その本の「はじめに」には、著者の「伝えたいこと」がギュッと詰め込まれています。この連載では毎日、おすすめ本の「はじめに」と「目次」をご紹介します。今日は宮島忠文さん、小島明子さんの『 定年がなくなる時代のシニア雇用の設計図 』。「まえがき」をお届けします。
【まえがき】
高齢者雇用安定法の改正に伴い、2025年4月1日からは、すべての企業に65歳までの雇用確保が義務付けられました。すでに、70歳までの雇用についても努力義務となっています。
今や45歳以上の就労者は全体の6割を超えています。本書では、ミドル・シニアについて、社内での役割の変化も加味し、概ね40歳から50歳代をミドル、そして60歳以降をシニアという意味で使っていますが、少子高齢化に伴い、ミドル・シニアの就労者の比率は今後も上昇していくことが予想されます。そうしたなかこれからは、ミドル・シニア人材に対して、法律で決まっているから「雇ってあげる」ではなく、「稼いでもらう」という姿勢を持った企業であることが求められています。
しかしながら、現場で働くミドル・シニアに目を向けると、モチベーションが低い、活躍してもらうための仕事が見つからないなど、多くの問題が顕在化しています。
実際、高いポテンシャルを持ちながら、自身の能力を自覚できず、あるいはそれを表現することができないため、社内外問わずその能力を発揮する機会を獲得できていない人があまりに多いのが実態です。その背景として、キャリアマネジメント(仕事を通じてありたい自分を実現させていく行動)を重要と考えてきたミドル・シニアが極めて少ないことが挙げられます。一方で、企業の人材開発担当者も、キャリアマネジメントの重要性を従業員に伝えることに非常に苦労をされています。筆者らは、こうしたミドル・シニア個人と企業の認識との間にある大きなギャップを日々感じてまいりました。

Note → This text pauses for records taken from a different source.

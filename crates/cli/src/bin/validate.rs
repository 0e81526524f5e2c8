// SPDX-License-Identifier: BUSL-1.1
// Copyright (c) 2026 Alfred Jean LLC

//! Validation-pipeline binary (spec §6.4, §4.4): reads one `PostToolUse`-style
//! event from stdin, runs the project's lint/test commands under a deadline,
//! and blocks the edit (exit 2) on failure.

use clap::Parser;
use hk_core::{Config, HookInput};
use hk_state::debug_trace::{DebugTrace, TraceEvent};
use std::path::Path;
use std::time::{Duration, SystemTime, UNIX_EPOCH};

/// File-edit validation pipeline: runs lint and test in parallel and blocks
/// the edit on failure.
#[derive(Parser)]
#[command(name = "validate", version, long_version = concat!(env!("CARGO_PKG_VERSION"), " (", env!("BUILD_GIT_HASH"), ")"))]
struct Args {
    /// Wall-clock deadline for lint+test, in seconds. Overrides config and
    /// the `VALIDATE_TIMEOUT_SECONDS` environment variable.
    #[arg(long)]
    timeout: Option<u64>,

    /// Minimum gap between runs for the same project, in seconds. Overrides
    /// config and the `VALIDATE_COOLDOWN_SECONDS` environment variable.
    #[arg(long)]
    cooldown: Option<u64>,
}

#[tokio::main]
async fn main() {
    let args = Args::parse();
    init_tracing();

    let input = HookInput::read_stdin();
    let cwd = Path::new(&input.cwd);
    let config = Config::load(cwd);

    let timeout = Duration::from_secs(args.timeout.unwrap_or(config.validate.timeout_seconds));
    let cooldown_seconds = args.cooldown.unwrap_or(config.validate.cooldown_seconds);
    let package_manager = config.package_manager.preferred.as_deref().unwrap_or("npm");
    let config_dir = hk_core::paths::config_dir();
    let tmp_dir = std::env::temp_dir();
    let now_epoch_s = SystemTime::now().duration_since(UNIX_EPOCH).unwrap_or_default().as_secs();

    let trace = debug_trace(&config, cwd, now_epoch_s);
    if let Some(trace) = &trace {
        trace.append(&TraceEvent { timestamp: now_epoch_s.to_string(), event: "validate_start", detail: None });
    }

    let outcome = hk_validate::run(
        &input,
        &tmp_dir,
        config_dir.as_deref(),
        package_manager,
        timeout,
        cooldown_seconds,
        now_epoch_s,
    )
    .await;

    if let Some(trace) = &trace {
        trace.append(&TraceEvent {
            timestamp: now_epoch_s.to_string(),
            event: "validate_end",
            detail: Some(&serde_json::json!({"exitCode": outcome.exit_code})),
        });
    }

    if !outcome.stderr.is_empty() {
        eprintln!("{}", outcome.stderr);
    }
    std::process::exit(outcome.exit_code);
}

/// Builds the `HK_DEBUG`/`config.debug.enabled` trace sink (spec §6.6
/// `<cache>/debug/`), mirroring the dispatcher's.
fn debug_trace(config: &Config, cwd: &Path, now_epoch_s: u64) -> Option<DebugTrace> {
    if !config.debug.enabled {
        return None;
    }
    let cache_dir = hk_core::paths::cache_dir()?;
    Some(DebugTrace::new(&cache_dir, cwd, &now_epoch_s.to_string()))
}

fn init_tracing() {
    let filter = if std::env::var("HK_DEBUG").as_deref() == Ok("1") { "debug" } else { "warn" };
    let _ = tracing_subscriber::fmt()
        .with_env_filter(tracing_subscriber::EnvFilter::new(filter))
        .with_writer(std::io::stderr)
        .try_init();
}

キャリアマネジメントは、資格のようにわかりやすい結果を生むものではありません。しかし、個々の「人生の戦略」として重要なものです。職場や周囲に振り回されることなく、自分のために戦略を立てることは、限られた時間のなかで自分の能力を活かした働きがいや生きがいのある人生につながると考えます。もちろん、65歳まで働くことが当たり前になったのはつい最近のことですから、個人や企業、社会としてもどのように対応していくべきか模索しているのが現状です。これをどう乗り越えていくかは、大きな課題といえます。
筆者である宮島はこれまでミドル・シニアの活躍促進を事業として行い、小島はミドル・シニアのキャリアに関する調査研究に携わってきました。そのような経験を活かし、本書では、“泥臭い”キャリア形成支援の現場で得られた知見に加えて、調査データ等を踏まえたミドル・シニアのキャリア意識の現状、社会構造的な視点までを交え、個人、企業、社会、それぞれの視点からミドル・シニアの活躍を実現していくためのヒントを示してまいります。
本書の内容は以下のようになっております。
第1章では「ミドル・シニアの働き方の問題が解決されないのはなぜか」をテーマに、活躍を阻害する要因について、ミドル・シニア本人、それを取り巻く企業・社会の現状を踏まえ、分析・考察します。
第2章では「“なぜか働き続けてほしい人”の10の理由」として、実際に様々なケースから得られた知見を基に、活躍しているミドル・シニアの特長を取り上げ、将来も活躍し続けられる人材になるためのポイントを示します。
第3章は「“働き続けてほしい人”は組織の中で増やせるのか」として、活躍促進のために企業として行うべき人材開発の施策について述べます。
第4章では「超高齢社会の日本に求められること」として、新たに法制化された労働者協同組合法なども紹介し、ミドル・シニアの活躍ができる社会づくりを行うための提言をいたします。
本書を通じて、ミドル・シニアの方々がさらに活躍でき、より活力のある社会づくりの一助になれば幸いです。